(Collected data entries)
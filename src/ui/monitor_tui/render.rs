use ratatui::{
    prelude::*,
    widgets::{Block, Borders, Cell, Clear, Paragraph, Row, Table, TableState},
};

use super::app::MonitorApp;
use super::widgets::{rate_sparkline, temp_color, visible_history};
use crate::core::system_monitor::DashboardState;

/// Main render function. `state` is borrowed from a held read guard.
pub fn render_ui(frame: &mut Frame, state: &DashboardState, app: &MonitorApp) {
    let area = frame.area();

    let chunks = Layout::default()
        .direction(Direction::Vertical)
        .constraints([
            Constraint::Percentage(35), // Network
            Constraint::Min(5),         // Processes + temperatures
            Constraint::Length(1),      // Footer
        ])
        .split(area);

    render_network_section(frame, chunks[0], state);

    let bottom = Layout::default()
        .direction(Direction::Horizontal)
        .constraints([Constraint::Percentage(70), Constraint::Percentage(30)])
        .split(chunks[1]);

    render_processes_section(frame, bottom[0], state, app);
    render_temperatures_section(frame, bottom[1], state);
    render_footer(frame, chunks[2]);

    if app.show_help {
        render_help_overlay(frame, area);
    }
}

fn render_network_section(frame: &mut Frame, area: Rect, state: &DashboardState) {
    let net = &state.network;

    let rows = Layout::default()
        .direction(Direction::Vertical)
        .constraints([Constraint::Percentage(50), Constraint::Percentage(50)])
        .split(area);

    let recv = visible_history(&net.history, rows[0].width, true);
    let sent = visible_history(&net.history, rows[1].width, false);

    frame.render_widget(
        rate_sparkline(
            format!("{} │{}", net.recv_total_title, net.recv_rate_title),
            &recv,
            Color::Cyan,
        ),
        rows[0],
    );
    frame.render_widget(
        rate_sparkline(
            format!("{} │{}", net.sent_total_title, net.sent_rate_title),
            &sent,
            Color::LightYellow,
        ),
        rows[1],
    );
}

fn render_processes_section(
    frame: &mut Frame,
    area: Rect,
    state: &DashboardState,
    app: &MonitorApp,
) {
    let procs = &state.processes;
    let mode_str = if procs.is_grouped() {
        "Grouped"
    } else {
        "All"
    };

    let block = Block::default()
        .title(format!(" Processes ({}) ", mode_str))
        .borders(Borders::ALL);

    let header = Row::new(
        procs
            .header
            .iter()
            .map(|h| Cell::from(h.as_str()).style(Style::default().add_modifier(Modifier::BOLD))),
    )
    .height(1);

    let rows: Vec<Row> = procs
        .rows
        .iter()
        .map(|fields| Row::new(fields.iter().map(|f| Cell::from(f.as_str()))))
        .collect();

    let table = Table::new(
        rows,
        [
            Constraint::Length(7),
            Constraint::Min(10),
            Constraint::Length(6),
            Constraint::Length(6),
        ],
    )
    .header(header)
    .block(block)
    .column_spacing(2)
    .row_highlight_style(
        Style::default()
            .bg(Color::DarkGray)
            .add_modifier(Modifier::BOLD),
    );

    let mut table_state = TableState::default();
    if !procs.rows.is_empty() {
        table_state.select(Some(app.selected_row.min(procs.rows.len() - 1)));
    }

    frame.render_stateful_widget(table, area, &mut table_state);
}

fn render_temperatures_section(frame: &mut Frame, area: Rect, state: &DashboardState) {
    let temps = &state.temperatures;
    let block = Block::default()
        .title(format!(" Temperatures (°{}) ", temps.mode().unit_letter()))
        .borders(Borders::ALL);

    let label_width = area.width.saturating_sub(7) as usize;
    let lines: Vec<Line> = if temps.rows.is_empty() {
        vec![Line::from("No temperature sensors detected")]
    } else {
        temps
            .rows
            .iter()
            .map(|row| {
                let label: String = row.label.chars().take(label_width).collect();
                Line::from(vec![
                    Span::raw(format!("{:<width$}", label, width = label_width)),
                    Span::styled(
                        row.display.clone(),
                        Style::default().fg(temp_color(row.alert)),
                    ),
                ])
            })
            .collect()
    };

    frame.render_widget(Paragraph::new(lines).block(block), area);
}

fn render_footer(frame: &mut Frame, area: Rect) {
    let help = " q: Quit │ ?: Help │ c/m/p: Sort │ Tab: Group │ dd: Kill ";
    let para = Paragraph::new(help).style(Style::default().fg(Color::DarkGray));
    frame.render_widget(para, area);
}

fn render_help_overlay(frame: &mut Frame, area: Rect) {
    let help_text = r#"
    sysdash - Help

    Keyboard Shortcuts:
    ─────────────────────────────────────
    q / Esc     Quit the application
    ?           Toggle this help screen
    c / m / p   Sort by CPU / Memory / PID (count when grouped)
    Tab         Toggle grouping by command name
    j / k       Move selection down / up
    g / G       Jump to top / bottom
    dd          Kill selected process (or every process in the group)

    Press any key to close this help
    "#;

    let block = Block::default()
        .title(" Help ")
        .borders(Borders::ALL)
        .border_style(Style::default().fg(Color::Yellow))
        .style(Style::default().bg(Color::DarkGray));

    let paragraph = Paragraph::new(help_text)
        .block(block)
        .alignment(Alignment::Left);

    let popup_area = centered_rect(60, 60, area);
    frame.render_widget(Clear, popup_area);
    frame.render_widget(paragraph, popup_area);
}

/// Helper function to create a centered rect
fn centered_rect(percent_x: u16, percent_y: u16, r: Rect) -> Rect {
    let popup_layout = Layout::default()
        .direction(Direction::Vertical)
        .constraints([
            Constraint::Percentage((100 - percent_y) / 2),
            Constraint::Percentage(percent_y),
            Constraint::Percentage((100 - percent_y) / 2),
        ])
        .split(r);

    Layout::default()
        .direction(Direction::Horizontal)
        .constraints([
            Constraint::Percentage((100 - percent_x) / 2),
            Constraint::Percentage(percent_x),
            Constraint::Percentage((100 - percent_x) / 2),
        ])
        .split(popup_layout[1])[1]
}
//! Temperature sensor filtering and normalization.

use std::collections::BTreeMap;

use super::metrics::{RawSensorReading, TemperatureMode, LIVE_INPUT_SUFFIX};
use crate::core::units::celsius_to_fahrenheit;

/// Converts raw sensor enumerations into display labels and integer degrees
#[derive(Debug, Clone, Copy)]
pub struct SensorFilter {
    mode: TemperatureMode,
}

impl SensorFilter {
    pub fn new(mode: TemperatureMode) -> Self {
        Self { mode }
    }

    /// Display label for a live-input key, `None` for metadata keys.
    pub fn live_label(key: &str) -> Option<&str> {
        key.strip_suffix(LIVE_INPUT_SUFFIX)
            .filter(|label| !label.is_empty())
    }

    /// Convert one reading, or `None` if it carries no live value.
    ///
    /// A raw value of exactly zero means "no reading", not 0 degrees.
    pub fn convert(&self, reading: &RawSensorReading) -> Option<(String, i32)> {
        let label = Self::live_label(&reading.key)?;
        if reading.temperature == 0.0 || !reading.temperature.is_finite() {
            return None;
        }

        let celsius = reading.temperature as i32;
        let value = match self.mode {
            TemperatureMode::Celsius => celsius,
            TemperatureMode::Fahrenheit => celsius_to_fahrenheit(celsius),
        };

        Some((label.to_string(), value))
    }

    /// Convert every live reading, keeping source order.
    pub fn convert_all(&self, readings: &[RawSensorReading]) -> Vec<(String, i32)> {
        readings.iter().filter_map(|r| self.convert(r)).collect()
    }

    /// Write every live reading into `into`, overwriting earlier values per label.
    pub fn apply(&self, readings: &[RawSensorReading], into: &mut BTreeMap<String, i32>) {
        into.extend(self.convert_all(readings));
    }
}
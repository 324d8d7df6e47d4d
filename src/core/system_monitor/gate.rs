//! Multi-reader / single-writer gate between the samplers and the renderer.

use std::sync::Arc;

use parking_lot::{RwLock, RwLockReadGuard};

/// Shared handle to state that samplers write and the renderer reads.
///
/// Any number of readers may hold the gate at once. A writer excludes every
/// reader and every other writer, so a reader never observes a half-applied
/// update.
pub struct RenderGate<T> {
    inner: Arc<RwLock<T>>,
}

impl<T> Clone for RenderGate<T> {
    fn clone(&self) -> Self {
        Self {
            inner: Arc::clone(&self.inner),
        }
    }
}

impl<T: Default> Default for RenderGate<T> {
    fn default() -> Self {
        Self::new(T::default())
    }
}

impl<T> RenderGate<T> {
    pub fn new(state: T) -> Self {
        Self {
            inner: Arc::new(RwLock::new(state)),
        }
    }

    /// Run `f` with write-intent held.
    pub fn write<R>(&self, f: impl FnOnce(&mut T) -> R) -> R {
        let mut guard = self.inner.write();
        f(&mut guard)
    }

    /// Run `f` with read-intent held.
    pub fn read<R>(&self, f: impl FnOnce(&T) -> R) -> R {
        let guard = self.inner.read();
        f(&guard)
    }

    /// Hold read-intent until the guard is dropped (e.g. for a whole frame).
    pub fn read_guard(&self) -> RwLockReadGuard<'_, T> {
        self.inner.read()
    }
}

**ACTION ITEM:** The expected answer is each line of the records above that includes the string "Cell".

**REPLY TO THE EXERCISE:**
    widgets::{Block, Borders, Cell, Clear, Paragraph, Row, Table, TableState},
            .map(|h| Cell::from(h.as_str()).style(Style::default().add_modifier(Modifier::BOLD))),
        .map(|fields| Row::new(fields.iter().map(|f| Cell::from(f.as_str()))))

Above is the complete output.